Doch der Hahn bleibt zu. Obwohl Chefsache im Rathaus, darf der Geysir der Stadt Andernach nicht zu Geo-Glamour verhelfen. "Da ist viel Herzblut mit drin. Ich verfolge das seit meiner Kindheit. Mein Traum war immer, das Ding mal springen zu sehen", sagt Achim Hütten, Oberbürgermeister der Kleinstadt am Rhein. Und Michael Knopp, Geschäftsführer der regionalen Vulkanpark GmbH erhofft sich "Leuchtturmfunktion": 100000 Besucher jährlich soll die Rekordfontäne am Rhein anlocken. Das wären mehr als bei all den anderen 23 geologischen Sehenswürdigkeiten des über den Landkreis Mayen-Koblenz verstreuten Vulkanparks zusammen. Beraten von den Vätern des Bremer Universum-Science-Centers, plant Andernach einen Pavillon als populärwissenschaftliches Präludium zum Sprudel-Sprung. Von dort würde ein Pendel-Schiff Besucher zur Halbinsel bringen – und danach wieder zurück in die Arme der Andernacher Gastronomie.

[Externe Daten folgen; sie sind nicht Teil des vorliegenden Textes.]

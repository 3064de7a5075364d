//! # Structured Logging
//!
//! Installs the global `tracing` subscriber. `RUST_LOG` wins when set; otherwise the
//! configured level applies. Output is human-readable text or one JSON object per line.

use tracing::Level;
use tracing_subscriber::{fmt, layer::SubscriberExt, util::SubscriberInitExt, EnvFilter, Registry};

use crate::core::config::LoggingConfig;
use crate::core::error::{ProxyError, ProxyResult};

/// Output format of the log stream
#[derive(Debug, Clone, Copy, PartialEq, Eq)]
pub enum LogFormat {
    Text,
    Json,
}

impl LogFormat {
    pub fn parse(format: &str) -> Self {
        match format.to_lowercase().as_str() {
            "json" => LogFormat::Json,
            _ => LogFormat::Text,
        }
    }
}

/// Map a configured level name to a tracing level, defaulting to INFO
pub fn parse_level(level: &str) -> Level {
    match level.to_lowercase().as_str() {
        "trace" => Level::TRACE,
        "debug" => Level::DEBUG,
        "info" => Level::INFO,
        "warn" => Level::WARN,
        "error" => Level::ERROR,
        _ => Level::INFO,
    }
}

fn env_filter(config: &LoggingConfig) -> EnvFilter {
    EnvFilter::try_from_default_env()
        .unwrap_or_else(|_| EnvFilter::new(parse_level(&config.level).as_str().to_lowercase()))
}

/// Install the global subscriber
pub fn init_logging(config: &LoggingConfig) -> ProxyResult<()> {
    let filter = env_filter(config);

    let result = match LogFormat::parse(&config.format) {
        LogFormat::Json => Registry::default()
            .with(filter)
            .with(
                fmt::layer()
                    .json()
                    .with_current_span(true)
                    .with_target(true)
                    .with_thread_ids(true),
            )
            .try_init(),
        LogFormat::Text => Registry::default()
            .with(filter)
            .with(fmt::layer().with_target(true))
            .try_init(),
    };

    result.map_err(|e| ProxyError::observability(format!("Failed to initialize logging: {}", e)))
}
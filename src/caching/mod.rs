//! # Caching System Module
//!
//! The response cache behind the proxy.
//!
//! ## Features
//! - Deterministic request fingerprints (method + path + query)
//! - Bounded in-memory store with insertion-order eviction
//! - Per-entry TTL with lazy expiry and an optional background sweep
//! - Hit/miss/eviction statistics
//! - Admin routes for clearing the cache and reading statistics
//!
//! ## Usage Example
//! ```rust,no_run
//! use std::time::Duration;
//! use axum::http::{HeaderMap, Method, StatusCode};
//! use bytes::Bytes;
//! use cache_proxy::caching::{fingerprint, CacheEntry, CacheStore};
//!
//! let store = CacheStore::new(100);
//! let key = fingerprint(&Method::GET, "/api/users?page=1");
//! store.set(
//!     key.clone(),
//!     CacheEntry::new(
//!         StatusCode::OK,
//!         HeaderMap::new(),
//!         Bytes::from_static(b"[]"),
//!         Duration::from_secs(300),
//!     ),
//! );
//!
//! if let Some(entry) = store.get(&key) {
//!     assert_eq!(entry.body().as_ref(), b"[]");
//! }
//! ```

pub mod admin;
pub mod key_generator;
pub mod stats;
pub mod store;

pub use admin::{get_cache_stats, CacheAdminRouter, CLEAR_CACHE_PATH};
pub use key_generator::{fingerprint, DefaultKeyGenerator, KeyGenerator};
pub use stats::CacheStats;
pub use store::{CacheEntry, CacheStore};
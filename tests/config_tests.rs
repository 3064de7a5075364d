//! Configuration file loading tests.

use cache_proxy::ProxyConfig;
use std::io::Write;
use std::time::Duration;
use tempfile::NamedTempFile;

fn write_config(content: &str) -> NamedTempFile {
    let mut file = NamedTempFile::new().unwrap();
    file.write_all(content.as_bytes()).unwrap();
    file.flush().unwrap();
    file
}

#[tokio::test]
async fn test_load_full_config_file() {
    let file = write_config(
        r#"
server:
  bind_address: "127.0.0.1"
  port: 8181
  max_body_size: 2048
upstream:
  target: "http://origin.internal:3000"
  timeout: 3s
cache:
  default_ttl: 5s
  max_entries: 2
  sweep_interval: 1m
logging:
  level: debug
  format: json
metrics:
  enabled: true
  listen_address: "127.0.0.1:9191"
"#,
    );

    let config = ProxyConfig::from_yaml_file(file.path()).await.unwrap();
    config.validate().unwrap();

    assert_eq!(config.bind_addr().unwrap().to_string(), "127.0.0.1:8181");
    assert_eq!(config.server.max_body_size, 2048);
    assert_eq!(config.upstream.target, "http://origin.internal:3000");
    assert_eq!(config.upstream.timeout, Duration::from_secs(3));
    assert_eq!(config.cache.default_ttl, Duration::from_secs(5));
    assert_eq!(config.cache.max_entries, 2);
    assert_eq!(config.cache.sweep_interval, Some(Duration::from_secs(60)));
    assert_eq!(config.logging.format, "json");
    assert!(config.metrics.enabled);
}

#[tokio::test]
async fn test_partial_file_uses_defaults() {
    let file = write_config("upstream:\n  target: \"https://api.example.com\"\n");

    let config = ProxyConfig::from_yaml_file(file.path()).await.unwrap();
    config.validate().unwrap();

    assert_eq!(config.server.port, 8080);
    assert_eq!(config.upstream.timeout, Duration::from_secs(10));
    assert_eq!(config.cache.default_ttl, Duration::from_secs(300));
    assert_eq!(config.cache.max_entries, 100);
    assert_eq!(config.cache.sweep_interval, None);
}

#[tokio::test]
async fn test_invalid_file_is_rejected() {
    let file = write_config(
        r#"
upstream:
  target: "http://origin"
cache:
  max_entries: 0
  default_ttl: 0s
"#,
    );

    let config = ProxyConfig::from_yaml_file(file.path()).await.unwrap();
    let err = config.validate().unwrap_err().to_string();
    assert!(err.contains("cache.max_entries"));
    assert!(err.contains("cache.default_ttl"));
}

#[tokio::test]
async fn test_missing_file_is_an_error() {
    let dir = tempfile::tempdir().unwrap();
    let missing = dir.path().join("absent.yaml");
    assert!(ProxyConfig::from_yaml_file(&missing).await.is_err());
}

#[tokio::test]
async fn test_malformed_yaml_is_an_error() {
    let file = write_config("server: [not, a, map");
    assert!(ProxyConfig::from_yaml_file(file.path()).await.is_err());
}
use std::time::Duration;

/// Per-request options.
///
/// # Example
///
/// ```rust
/// use doclink::QueryOptions;
/// use std::time::Duration;
///
/// let options = QueryOptions::new()
///     .with_timeout(Duration::from_secs(5))
///     .with_queuable(false);
/// ```
#[derive(Debug, Clone, PartialEq, Eq)]
pub struct QueryOptions {
    /// Whether the request may wait in the offline queue while disconnected.
    /// When `false` it fails immediately with `NotConnected`.
    /// Default: true
    pub queuable: bool,

    /// Override of the session's request timeout. `Some(Duration::ZERO)` waits forever.
    pub timeout: Option<Duration>,

    /// Caller-chosen correlation id. Must be unique among in-flight requests.
    pub request_id: Option<String>,
}

impl Default for QueryOptions {
    fn default() -> Self {
        Self {
            queuable: true,
            timeout: None,
            request_id: None,
        }
    }
}

impl QueryOptions {
    pub fn new() -> Self {
        Self::default()
    }

    pub fn with_queuable(mut self, queuable: bool) -> Self {
        self.queuable = queuable;
        self
    }

    pub fn with_timeout(mut self, timeout: Duration) -> Self {
        self.timeout = Some(timeout);
        self
    }

    pub fn with_request_id(mut self, request_id: impl Into<String>) -> Self {
        self.request_id = Some(request_id.into());
        self
    }
}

Doch statt Hydrogeologie-Anschauung gibt es nur heimliche, handgesteuerte Entlastungssprünge. Anfang November 2003 gab das Oberverwaltungsgericht Koblenz einer Beschwerde des Bundes für Umwelt- und Naturschutz (BUND) Rheinland-Pfalz statt. Die Naturschützer hatten Widerspruch eingelegt gegen den bereits genehmigten Plan der Stadt Andernach, auf dem Namedyer Werth um das Bohrloch ein flaches, ellipsenförmiges Amphitheater für Geysir-Gäste zu bauen. Das Naturschutzgebiet, so die Koblenzer Richter, könne durch das Vorhaben "möglicherweise irreparablen Schaden nehmen". Die Bürger sahen das anders. Nach dem Urteil zürnten sie in der örtlichen Tageszeitung: "Furchtbar!" – "Das ist doch ein Dreckloch." – "Die Masse der Leute will lieber den Geysir sehen, statt Fledermäuse und Ratten."

Besucherströme schlügen Pirol und Eisvogel in die Flucht

In der Tat ist die Idylle nicht frei von Beeinträchtigung. Wenn nämlich der Strahl langsam dünner aus dem Boden schießt, dringt etwas durch das Rauschen des Wassers ans Ohr: Auf der anderen Seite der Halbinsel tuckern schwere Rheinkähne vorbei. An der Landseite der so genannten Rheinlaache, einem oft monatelang vom Hauptstrom abgeschnittenen Seitenarm, donnern Intercitys der Strecke Köln–Koblenz. Vor allem aber führt, auf einem aufgeschütteten Damm und auf Betonpfeilern, die Bundesstraße 9 der Länge nach über das Werth.

Dennoch beschreibt die Umweltverträglichkeitsstudie, welche die Stadt vor zwei Jahren für ihren Antrag bestellt hatte, das Naturschutzgebiet als ein Kleinod. Eisvogel, Schwarzmilan, Pirol, Gelbspötter, Klein- und Grünspecht, 70 Vogelarten kommen dort vor, die Hälfte davon brütet auf dem Werth. Sämtliche Fledermäuse, die sich in den Asthöhlen des alten Baumbestandes angesiedelt haben, zählen zu den streng geschützten Arten. Die Halbinsel und ihre Rheinlaache gelten als "Trittstein", als Rastplatz für Zugvögel. Weil die Halbinsel am Rheinkilometer 615 aber mit 21 Hektar viel zu klein sei, um den Vögeln bei Besucherlärm genügend Fluchtraum zu bieten, würde der Geysir-Betrieb die Tiere vertreiben, fürchtet BUND-Vertreter Thomas Brötz.

Die Genehmigungsbehörde dagegen, die Struktur- und Genehmigungs-Direktion (SGD) Nord, hatte die Störung durch Bau und Tourismus für vereinbar mit dem Naturschutz gehalten. "Wir sind hier verantwortlich für die Entwicklung einer ganzen Region. Wir leben nicht zuletzt vom Tourismus, von der naturverträglichen Nutzung unserer Landschaft, das hat viel mit Arbeitsplätzen zu tun", sagt SGD-Präsident Hans-Dieter Gassen und betont die Einzigartigkeit des Geysirs. "Das muss auch eine touristische Nutzung möglich machen." So hatte die SGD 2003 in einem Eilverfahren beschieden. Zu Unrecht, fanden die Koblenzer Richter. Eile sei nicht geboten, der Ermessensentscheid fragwürdig.